Review: ‘Ovy’s Voice’ featuring #BBNaija’s Bisola is a very fine blend


Ovy’s Voice explores the life of Ovy, a physically challenged 27-year-old make-up artist who is trying to navigate the challenges that come with her muteness situation by avoiding love altogether.

She lives with her cousin, YV, and connects so well with her clients that they keep coming back. One of them is Mrs G, a party-loving, well-to-do Yoruba woman in her fifties, who is bent on finding a ‘nice husband’ for Ovy because she thinks the young woman is a ray of sunshine.

When Ovy meets Mrs G’s son, Anaan, by chance, she is reminded of a terrible episode she had with him once where he mistook her for a beggar and instantly dislikes him.

The feeling is mutual until Anaan finds out about her disability. He feels guilty, and while trying to make peace, he develops feelings for her that would change the course of everyone’s life.

The unfamiliar angle of seeing life from the point of view of a physically challenged person is one of the many things that make this story fly. This is supposed to be the theme, and we are oh so loving it until we see it switch from that to abuse.

Jarring as that is, and maybe slightly distracting too, the writer cum producer, Biodun Stephen, wields the story such that we are only lost for a moment. We arrive at a fairly satisfying resolution, even though we cannot forgive the writer for not seeing the disability perspective through.

It would have been a greater story if it focused on speaking for people living and triumphing in spite of physical limitations. Then the title would have had a deeper meaning and the perspective would be richer. But it is what it is.

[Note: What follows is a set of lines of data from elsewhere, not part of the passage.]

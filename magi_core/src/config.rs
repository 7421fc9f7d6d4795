//! Runtime configuration for the controller and the analysis pipeline.
//!
//! These are separate from the TOML-deserialized config in `magi_config`;
//! see `conversions` for the mapping.

use std::time::Duration;

use crate::calibration::Calibration;
use crate::error::{MagiError, Result};
use crate::pid::PidGains;

/// Control loop parameters. Fixed for the lifetime of one running loop.
#[derive(Debug, Clone)]
pub struct ControlCfg {
    pub gains: PidGains,
    /// Duty-cycle bounds, percent.
    pub output_min: f64,
    pub output_max: f64,
    pub prefilter_a: f64,
    pub prefilter_b: f64,
    /// Pre-filter memory at process start, °C.
    pub prefilter_initial_c: f64,
    /// Desired temperature before any client sets one, °C.
    pub initial_setpoint_c: f64,
    /// Weight of the bottom sensor in the blended temperature.
    pub bias: f64,
    pub update_period: Duration,
    pub publish_period: Duration,
    /// Per-read deadline handed to the sensor.
    pub sensor_timeout: Duration,
    /// Normalized ADC readings are multiplied by this before differencing.
    pub adc_full_scale: f64,
    pub calibration: Calibration,
}

impl Default for ControlCfg {
    fn default() -> Self {
        Self {
            gains: PidGains {
                kp: 12.376,
                ki: 0.991,
                kd: 0.0,
            },
            output_min: 0.0,
            output_max: 100.0,
            prefilter_a: 0.999_949_127,
            prefilter_b: 0.000_050_873,
            prefilter_initial_c: 23.0,
            initial_setpoint_c: 60.0,
            bias: 0.82,
            update_period: Duration::from_millis(50),
            publish_period: Duration::from_millis(50),
            sensor_timeout: Duration::from_millis(100),
            adc_full_scale: 1023.0,
            calibration: Calibration::default(),
        }
    }
}

/// Curve pipeline parameters.
#[derive(Debug, Clone, Copy, PartialEq)]
pub struct AnalysisParams {
    pub filter_factor: f64,
    pub cut_time_min: f64,
    pub threshold: f64,
}

impl Default for AnalysisParams {
    fn default() -> Self {
        Self {
            filter_factor: 10.0,
            cut_time_min: 0.0,
            threshold: 0.0,
        }
    }
}

impl AnalysisParams {
    pub fn validate(&self) -> Result<()> {
        if self.filter_factor.is_nan() || self.filter_factor < 1.0 {
            return Err(MagiError::Config("filter_factor must be >= 1".into()).into());
        }
        if self.cut_time_min.is_nan() || self.cut_time_min < 0.0 {
            return Err(MagiError::Config("cut_time must be >= 0".into()).into());
        }
        if self.threshold.is_nan() || self.threshold < 0.0 {
            return Err(MagiError::Config("threshold must be >= 0".into()).into());
        }
        Ok(())
    }
}

/// Pixel rectangle imaged for one well.
#[derive(Debug, Clone, Copy, PartialEq, Eq)]
pub struct Roi {
    pub x: i64,
    pub y: i64,
    pub width: i64,
    pub height: i64,
}

/// Well grid of the loaded assay card. Wells are numbered row-major.
#[derive(Debug, Clone, PartialEq)]
pub struct WellLayout {
    pub rows: usize,
    pub cols: usize,
    pub targets: Vec<String>,
    pub rois: Vec<Roi>,
}

impl WellLayout {
    /// Layout with placeholder targets and no imaging geometry.
    pub fn grid(rows: usize, cols: usize) -> Result<Self> {
        if rows == 0 || cols == 0 {
            return Err(MagiError::Config("well layout has zero wells".into()).into());
        }
        let n = rows * cols;
        Ok(Self {
            rows,
            cols,
            targets: (0..n).map(|i| format!("well {i}")).collect(),
            rois: vec![
                Roi {
                    x: 0,
                    y: 0,
                    width: 0,
                    height: 0,
                };
                n
            ],
        })
    }

    pub fn from_card(card: &magi_config::CardConfig) -> Result<Self> {
        card.validate()
            .map_err(|e| MagiError::Config(e.to_string()))?;
        let (rows, cols) = (card.rows(), card.cols());
        let (x0, y0) = card.roi_upper_left;
        let mut targets = Vec::with_capacity(rows * cols);
        let mut rois = Vec::with_capacity(rows * cols);
        for (r, row) in card.well_config.iter().enumerate() {
            for (c, target) in row.iter().enumerate() {
                targets.push(target.clone());
                rois.push(Roi {
                    x: x0 + card.roi_spacing_x * c as i64,
                    y: y0 + card.roi_spacing_y * r as i64,
                    width: card.roi_width,
                    height: card.roi_height,
                });
            }
        }
        Ok(Self {
            rows,
            cols,
            targets,
            rois,
        })
    }

    pub fn well_count(&self) -> usize {
        self.rows * self.cols
    }
}

#[cfg(test)]
mod tests {
    use super::*;

    #[test]
    fn rois_follow_spacing_row_major() {
        let card = magi_config::load_card_json(
            r#"{"well_config": [["a", "b", "c"], ["d", "e", "f"]],
                "roi_upper_left": [100, 50], "roi_width": 10, "roi_height": 12,
                "roi_spacing_x": 30, "roi_spacing_y": 40}"#,
        )
        .unwrap();
        let layout = WellLayout::from_card(&card).unwrap();
        assert_eq!(layout.well_count(), 6);
        assert_eq!(layout.targets[4], "e");
        assert_eq!(
            layout.rois[5],
            Roi {
                x: 160,
                y: 90,
                width: 10,
                height: 12
            }
        );
    }

    #[test]
    fn empty_grid_is_rejected() {
        let err = WellLayout::grid(0, 12).unwrap_err();
        assert!(matches!(
            err.downcast_ref::<MagiError>(),
            Some(MagiError::Config(_))
        ));
    }

    #[test]
    fn analysis_params_reject_small_filter_factor() {
        let p = AnalysisParams {
            filter_factor: 0.5,
            ..AnalysisParams::default()
        };
        assert!(p.validate().is_err());
    }
}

Ovy’s Voice is shot in three locations only; Ovy’s house, Anaan’s house and Ovie’s shop, yet there isn’t a lag or lull, and we are glued to it, following the story like our lives depend on it. Doing it all with only four major characters makes this even more interesting.

Bisola Aiyeola plays Ovy, and is fantastic at it. We find her playing a speech-impaired character believably and without words, giving a tear-jerking performance.

Shaffi Bello is Mrs G, and she deviates from the prim and proper Queen’s-English-speaking mother we are used to and portrays a typical Lagos mama who understands the streets but lives outside it. Bello brings the humour in this film effortlessly.

Uche Obodo plays YV. Her chemistry with Bisola is fluid. Mofe Duncan plays Anaan, and while he doesn’t try too hard, his effort is just enough.

These four bring the story so much life that we are quick to forget the shortcoming that is the illegible text messages they exchange. No, we do not forget, we just forgive it.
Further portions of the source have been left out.